┌─ DATA FOR THIS EXERCISE
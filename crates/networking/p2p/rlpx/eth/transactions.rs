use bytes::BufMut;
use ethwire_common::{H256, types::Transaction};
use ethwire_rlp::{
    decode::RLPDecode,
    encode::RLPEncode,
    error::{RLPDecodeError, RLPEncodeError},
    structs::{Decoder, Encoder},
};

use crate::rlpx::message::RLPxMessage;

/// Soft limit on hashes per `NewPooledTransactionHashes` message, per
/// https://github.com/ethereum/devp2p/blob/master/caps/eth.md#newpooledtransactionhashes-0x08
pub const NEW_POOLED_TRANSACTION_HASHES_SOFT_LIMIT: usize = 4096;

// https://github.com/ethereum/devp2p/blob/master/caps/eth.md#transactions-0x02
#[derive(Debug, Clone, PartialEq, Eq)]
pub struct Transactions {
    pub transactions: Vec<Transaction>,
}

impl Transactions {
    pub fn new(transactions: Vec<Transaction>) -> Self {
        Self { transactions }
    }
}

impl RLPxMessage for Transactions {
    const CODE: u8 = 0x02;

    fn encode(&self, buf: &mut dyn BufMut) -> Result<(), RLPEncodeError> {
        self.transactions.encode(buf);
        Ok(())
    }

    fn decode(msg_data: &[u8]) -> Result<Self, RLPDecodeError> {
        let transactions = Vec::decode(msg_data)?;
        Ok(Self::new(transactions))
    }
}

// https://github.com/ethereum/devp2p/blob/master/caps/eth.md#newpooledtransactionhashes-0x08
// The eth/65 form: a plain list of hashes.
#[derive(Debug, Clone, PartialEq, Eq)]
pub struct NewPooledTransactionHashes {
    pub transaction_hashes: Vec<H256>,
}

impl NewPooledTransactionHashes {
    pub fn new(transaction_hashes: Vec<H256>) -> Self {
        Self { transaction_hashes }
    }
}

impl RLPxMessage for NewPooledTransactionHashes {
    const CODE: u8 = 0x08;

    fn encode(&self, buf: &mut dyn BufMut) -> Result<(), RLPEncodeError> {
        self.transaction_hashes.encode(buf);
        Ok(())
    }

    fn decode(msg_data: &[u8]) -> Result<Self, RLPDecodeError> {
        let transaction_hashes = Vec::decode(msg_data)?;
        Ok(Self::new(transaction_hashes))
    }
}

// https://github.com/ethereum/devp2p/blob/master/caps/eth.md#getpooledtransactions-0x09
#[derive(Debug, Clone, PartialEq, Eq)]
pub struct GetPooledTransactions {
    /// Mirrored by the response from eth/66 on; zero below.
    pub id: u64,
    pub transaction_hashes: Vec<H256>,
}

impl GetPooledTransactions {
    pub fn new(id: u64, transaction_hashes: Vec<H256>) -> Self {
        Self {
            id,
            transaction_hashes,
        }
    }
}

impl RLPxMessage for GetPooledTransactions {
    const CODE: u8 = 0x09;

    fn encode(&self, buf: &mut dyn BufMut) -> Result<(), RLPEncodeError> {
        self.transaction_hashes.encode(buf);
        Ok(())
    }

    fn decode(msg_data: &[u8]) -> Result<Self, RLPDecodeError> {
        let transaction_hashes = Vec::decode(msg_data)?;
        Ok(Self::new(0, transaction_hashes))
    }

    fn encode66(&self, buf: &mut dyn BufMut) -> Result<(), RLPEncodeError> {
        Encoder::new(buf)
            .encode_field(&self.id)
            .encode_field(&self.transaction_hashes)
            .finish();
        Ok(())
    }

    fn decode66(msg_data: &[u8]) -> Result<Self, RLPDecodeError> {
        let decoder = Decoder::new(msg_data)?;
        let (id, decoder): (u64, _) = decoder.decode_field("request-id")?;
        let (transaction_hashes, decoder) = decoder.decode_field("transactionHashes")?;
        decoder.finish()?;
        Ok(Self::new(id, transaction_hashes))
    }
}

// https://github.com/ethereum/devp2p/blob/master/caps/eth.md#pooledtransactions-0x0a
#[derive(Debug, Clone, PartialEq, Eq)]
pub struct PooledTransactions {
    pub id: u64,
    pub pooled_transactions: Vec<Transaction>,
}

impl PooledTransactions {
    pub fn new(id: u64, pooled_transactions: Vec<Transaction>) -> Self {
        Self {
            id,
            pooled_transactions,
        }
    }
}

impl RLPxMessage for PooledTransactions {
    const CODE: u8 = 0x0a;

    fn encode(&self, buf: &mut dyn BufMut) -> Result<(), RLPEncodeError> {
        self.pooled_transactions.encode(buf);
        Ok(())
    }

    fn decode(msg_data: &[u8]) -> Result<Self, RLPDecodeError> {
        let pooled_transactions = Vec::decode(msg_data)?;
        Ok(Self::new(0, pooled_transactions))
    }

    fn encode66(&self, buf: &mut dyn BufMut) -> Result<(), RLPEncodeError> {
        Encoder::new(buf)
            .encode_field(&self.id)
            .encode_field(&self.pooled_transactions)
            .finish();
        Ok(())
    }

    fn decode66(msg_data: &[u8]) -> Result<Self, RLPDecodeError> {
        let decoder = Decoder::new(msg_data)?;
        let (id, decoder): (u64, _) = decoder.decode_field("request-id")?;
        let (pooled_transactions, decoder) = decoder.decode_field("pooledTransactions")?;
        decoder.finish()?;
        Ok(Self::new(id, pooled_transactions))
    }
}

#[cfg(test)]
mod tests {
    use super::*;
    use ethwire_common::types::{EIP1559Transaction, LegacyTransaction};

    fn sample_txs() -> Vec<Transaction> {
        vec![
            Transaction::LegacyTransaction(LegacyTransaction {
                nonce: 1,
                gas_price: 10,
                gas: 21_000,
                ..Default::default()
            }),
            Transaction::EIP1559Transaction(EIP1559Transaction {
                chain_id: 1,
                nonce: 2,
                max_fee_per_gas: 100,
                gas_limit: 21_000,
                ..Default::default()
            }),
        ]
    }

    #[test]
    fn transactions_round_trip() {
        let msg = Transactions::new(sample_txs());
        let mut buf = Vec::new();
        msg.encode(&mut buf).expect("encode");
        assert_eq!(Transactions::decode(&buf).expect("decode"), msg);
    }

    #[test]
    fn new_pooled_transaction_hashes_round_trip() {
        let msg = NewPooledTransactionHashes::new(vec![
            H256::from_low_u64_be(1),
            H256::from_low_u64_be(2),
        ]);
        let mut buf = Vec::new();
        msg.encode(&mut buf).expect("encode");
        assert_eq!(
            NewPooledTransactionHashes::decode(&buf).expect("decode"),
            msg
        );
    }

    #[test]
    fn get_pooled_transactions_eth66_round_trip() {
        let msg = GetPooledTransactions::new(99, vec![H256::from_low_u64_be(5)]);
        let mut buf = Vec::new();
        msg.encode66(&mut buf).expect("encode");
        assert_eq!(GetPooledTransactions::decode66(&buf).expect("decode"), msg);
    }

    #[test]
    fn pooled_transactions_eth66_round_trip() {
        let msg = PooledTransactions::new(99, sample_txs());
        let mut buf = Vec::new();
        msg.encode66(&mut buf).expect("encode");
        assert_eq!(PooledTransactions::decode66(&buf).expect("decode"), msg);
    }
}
└─
▸ TASK GOAL:
Where the string "ethereum" appears in a line of the listing, copy that line.

▸ EXERCISE RESULT:
/// https://github.com/ethereum/devp2p/blob/master/caps/eth.md#newpooledtransactionhashes-0x08
// https://github.com/ethereum/devp2p/blob/master/caps/eth.md#transactions-0x02
// https://github.com/ethereum/devp2p/blob/master/caps/eth.md#newpooledtransactionhashes-0x08
// https://github.com/ethereum/devp2p/blob/master/caps/eth.md#getpooledtransactions-0x09
// https://github.com/ethereum/devp2p/blob/master/caps/eth.md#pooledtransactions-0x0a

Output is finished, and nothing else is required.